* [Task prompt]:
Lines in the records below that contain the word "MasteryThresholds" must each be copied.

* [Collected data]:
....
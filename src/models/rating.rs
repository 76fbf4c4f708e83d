//! Recall quality given by the user when reviewing a card.
//! 0 = complete blackout, 5 = perfect response. 3 and above counts as a pass.

use crate::error::{FlashcardError, Result};
use serde::{Deserialize, Serialize};
use std::fmt;
use std::str::FromStr;

pub const MAX_RATING: u8 = 5;
pub const PASSING_GRADE: u8 = 3;

/// A rating that is known to be in `0..=5`.
#[derive(Clone, Copy, Debug, PartialEq, Eq, PartialOrd, Ord, Serialize, Deserialize)]
#[serde(try_from = "i64", into = "u8")]
pub struct Rating(u8);

impl Rating {
    pub fn new(value: i64) -> Result<Self> {
        if (0..=MAX_RATING as i64).contains(&value) {
            Ok(Self(value as u8))
        } else {
            Err(FlashcardError::InvalidRating(value.to_string()))
        }
    }

    pub fn value(self) -> u8 {
        self.0
    }

    pub fn is_passing(self) -> bool {
        self.0 >= PASSING_GRADE
    }
}

impl TryFrom<i64> for Rating {
    type Error = FlashcardError;

    fn try_from(value: i64) -> Result<Self> {
        Rating::new(value)
    }
}

impl From<Rating> for u8 {
    fn from(rating: Rating) -> u8 {
        rating.0
    }
}

impl FromStr for Rating {
    type Err = FlashcardError;

    fn from_str(s: &str) -> Result<Self> {
        let value: i64 = s
            .trim()
            .parse()
            .map_err(|_| FlashcardError::InvalidRating(s.to_string()))?;
        Rating::new(value)
    }
}

impl fmt::Display for Rating {
    fn fmt(&self, f: &mut fmt::Formatter<'_>) -> fmt::Result {
        write!(f, "{}", self.0)
    }
}
//! Scheduling state of a single flashcard plus the review bookkeeping kept next to it.

use super::Rating;
use super::sm2::{self, SchedulingState};
use crate::config::MasteryThresholds;
use crate::error::{FlashcardError, Result};
use chrono::{DateTime, Utc};
use serde::{Deserialize, Serialize};

#[derive(Clone, Debug, PartialEq, Serialize, Deserialize)]
pub struct ReviewData {
    pub flashcard_id: i64,
    pub ease_factor: f64,
    pub interval_days: u32,
    pub repetitions: u32,
    pub next_review: DateTime<Utc>,
    pub review_count: u32,
    pub correct_count: u32,
    pub last_reviewed_at: Option<DateTime<Utc>>,
}

impl ReviewData {
    /// Fresh card, due immediately.
    pub fn new(flashcard_id: i64, created_at: DateTime<Utc>, initial_ease_factor: f64) -> Self {
        Self {
            flashcard_id,
            ease_factor: initial_ease_factor,
            interval_days: 0,
            repetitions: 0,
            next_review: created_at,
            review_count: 0,
            correct_count: 0,
            last_reviewed_at: None,
        }
    }

    /// Checks that the state can be fed back into the scheduler.
    pub fn validate(&self) -> Result<()> {
        let invalid = |reason: String| FlashcardError::InvalidReviewState {
            card: self.flashcard_id,
            reason,
        };

        if !self.ease_factor.is_finite() || self.ease_factor < sm2::MIN_EASE_FACTOR {
            return Err(invalid(format!(
                "ease factor {} is below {} or not finite",
                self.ease_factor,
                sm2::MIN_EASE_FACTOR
            )));
        }
        if self.interval_days > sm2::MAX_INTERVAL_DAYS {
            return Err(invalid(format!(
                "interval of {} days exceeds {}",
                self.interval_days,
                sm2::MAX_INTERVAL_DAYS
            )));
        }
        if self.correct_count > self.review_count {
            return Err(invalid(format!(
                "{} correct out of {} reviews",
                self.correct_count, self.review_count
            )));
        }
        Ok(())
    }

    pub fn scheduling_state(&self) -> SchedulingState {
        SchedulingState {
            ease_factor: self.ease_factor,
            interval_days: self.interval_days,
            repetitions: self.repetitions,
        }
    }

    /// Runs SM-2 for `rating` and records the review.
    pub fn apply_rating(&mut self, rating: Rating, now: DateTime<Utc>) {
        let next = sm2::calculate_next_review(&self.scheduling_state(), rating, now);

        self.ease_factor = next.ease_factor;
        self.interval_days = next.interval_days;
        self.repetitions = next.repetitions;
        self.next_review = next.next_review;

        self.review_count += 1;
        if rating.is_passing() {
            self.correct_count += 1;
        }
        self.last_reviewed_at = Some(now);
    }

    pub fn is_due(&self, now: DateTime<Utc>) -> bool {
        self.next_review <= now
    }

    pub fn is_mastered(&self, thresholds: &MasteryThresholds) -> bool {
        self.ease_factor >= thresholds.min_ease_factor
            && self.interval_days >= thresholds.min_interval_days
    }

    /// Share of reviews that passed, 0.0 for a card never reviewed.
    pub fn accuracy(&self) -> f64 {
        if self.review_count == 0 {
            0.0
        } else {
            self.correct_count as f64 / self.review_count as f64
        }
    }
}

#[cfg(test)]
mod tests {
    use super::*;
    use chrono::{Duration, TimeZone};

    fn start() -> DateTime<Utc> {
        Utc.with_ymd_and_hms(2025, 1, 1, 9, 0, 0).unwrap()
    }

    #[test]
    fn test_new_card_is_due_immediately() {
        let review = ReviewData::new(1, start(), sm2::DEFAULT_EASE_FACTOR);
        assert!(review.is_due(start()));
        assert_eq!(review.interval_days, 0);
        assert_eq!(review.last_reviewed_at, None);
    }

    #[test]
    fn test_apply_rating_updates_bookkeeping() {
        let mut review = ReviewData::new(1, start(), sm2::DEFAULT_EASE_FACTOR);

        review.apply_rating(Rating::new(4).unwrap(), start());
        review.apply_rating(Rating::new(1).unwrap(), start());

        assert_eq!(review.review_count, 2);
        assert_eq!(review.correct_count, 1);
        assert_eq!(review.last_reviewed_at, Some(start()));
        assert_eq!(review.repetitions, 0);
        assert_eq!(review.next_review, start() + Duration::days(1));
        assert!((review.accuracy() - 0.5).abs() < 1e-9);
    }

    #[test]
    fn test_not_due_until_interval_passes() {
        let mut review = ReviewData::new(1, start(), sm2::DEFAULT_EASE_FACTOR);
        review.apply_rating(Rating::new(5).unwrap(), start());

        assert!(!review.is_due(start()));
        assert!(review.is_due(start() + Duration::days(1)));
    }

    #[test]
    fn test_mastered() {
        let thresholds = MasteryThresholds::default();
        let mut review = ReviewData::new(1, start(), sm2::DEFAULT_EASE_FACTOR);
        assert!(!review.is_mastered(&thresholds));

        review.interval_days = 21;
        assert!(review.is_mastered(&thresholds));

        review.ease_factor = 2.4;
        assert!(!review.is_mastered(&thresholds));
    }

    #[test]
    fn test_validate() {
        let review = ReviewData::new(4, start(), sm2::DEFAULT_EASE_FACTOR);
        assert!(review.validate().is_ok());

        let low_ef = ReviewData {
            ease_factor: 0.2,
            ..review.clone()
        };
        assert!(matches!(
            low_ef.validate(),
            Err(FlashcardError::InvalidReviewState { card: 4, .. })
        ));

        let infinite_ef = ReviewData {
            ease_factor: f64::INFINITY,
            ..review.clone()
        };
        assert!(infinite_ef.validate().is_err());

        let long_interval = ReviewData {
            interval_days: sm2::MAX_INTERVAL_DAYS + 1,
            ..review.clone()
        };
        assert!(long_interval.validate().is_err());

        let miscounted = ReviewData {
            correct_count: 3,
            review_count: 2,
            ..review
        };
        assert!(miscounted.validate().is_err());
    }

    #[test]
    fn test_accuracy_without_reviews() {
        let review = ReviewData::new(1, start(), sm2::DEFAULT_EASE_FACTOR);
        assert_eq!(review.accuracy(), 0.0);
    }
}
//! Card shown in a learning session, with its progress in the current round.
use super::{DeckCard, ReviewData};
use chrono::{DateTime, Utc};

#[derive(Clone, Debug)]
pub struct LearningCard {
    pub card: DeckCard,
    pub is_learned: bool,
    pub last_learned_at: Option<DateTime<Utc>>,
}

impl LearningCard {
    pub fn new(card: DeckCard) -> Self {
        Self {
            card,
            is_learned: false,
            last_learned_at: None,
        }
    }

    pub fn id(&self) -> i64 {
        self.card.id
    }

    pub fn review(&self) -> &ReviewData {
        &self.card.review
    }

    pub fn mark_as_learned(&mut self, at: DateTime<Utc>) {
        self.is_learned = true;
        self.last_learned_at = Some(at);
    }
}
//! Image processing pipeline module
//!
//! Batch conversion of RAW containers: option parsing, output path
//! construction, per-file orchestration against a RAW backend, atomic
//! publishing of the result and the batch runner tying it together.

pub mod common;
pub mod conversions;
pub mod debayer;
pub mod options;
pub mod output;
pub mod paths;
pub mod raw;
pub mod render;

pub use common::{ConversionError, Result, Stage, StageFailure};

pub use options::{ExecutionConfig, ExecutionConfigBuilder, Invocation, OutputKind, parse_args};

pub use paths::PathPair;

pub use raw::{RawBackend, RawLoaderBackend};

pub use conversions::{BatchResult, BatchRunner, ConversionOutcome, ConversionPipeline};
use std::io::Write;

use crate::image_pipeline::common::error::Result;
use crate::image_pipeline::debayer::types::RgbImageData;
use crate::image_pipeline::raw::types::HistogramScale;

/// Bins per stop in a logarithmic histogram.
const BINS_PER_STOP: f64 = 16.0;
/// Stops covered by a 16 bit sample.
const SAMPLE_STOPS: f64 = 16.0;

fn log_bin(value: u16) -> usize {
    if value == 0 {
        0
    } else {
        1 + (BINS_PER_STOP * (value as f64).log2()).floor() as usize
    }
}

fn log_label(bin: usize) -> String {
    if bin == 0 {
        "zero".to_string()
    } else {
        format!("{:.4}", (bin - 1) as f64 / BINS_PER_STOP - SAMPLE_STOPS)
    }
}

/// Counts per channel, indexed by bin.
fn count(image: &RgbImageData, scale: HistogramScale) -> Vec<[u64; 3]> {
    let bin_of = |v: u16| match scale {
        HistogramScale::Linear => v as usize,
        HistogramScale::Log => log_bin(v),
    };

    let mut counts: Vec<[u64; 3]> = Vec::new();
    for px in image.data.chunks_exact(3) {
        for (c, &v) in px.iter().enumerate() {
            let bin = bin_of(v);
            if bin >= counts.len() {
                counts.resize(bin + 1, [0; 3]);
            }
            counts[bin][c] += 1;
        }
    }
    counts
}

/// Writes a CSV histogram with one row per bin up to the highest populated one.
pub fn write_histogram(
    image: &RgbImageData,
    scale: HistogramScale,
    output: &mut dyn Write,
) -> Result<()> {
    let counts = count(image, scale);

    match scale {
        HistogramScale::Linear => writeln!(output, "value,red,green,blue")?,
        HistogramScale::Log => writeln!(output, "stop,red,green,blue")?,
    }

    for (bin, [r, g, b]) in counts.iter().enumerate() {
        let label = match scale {
            HistogramScale::Linear => bin.to_string(),
            HistogramScale::Log => log_label(bin),
        };
        writeln!(output, "{},{},{},{}", label, r, g, b)?;
    }

    Ok(())
}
....
* [Answer space]:
use crate::config::MasteryThresholds;
    pub fn is_mastered(&self, thresholds: &MasteryThresholds) -> bool {
        let thresholds = MasteryThresholds::default();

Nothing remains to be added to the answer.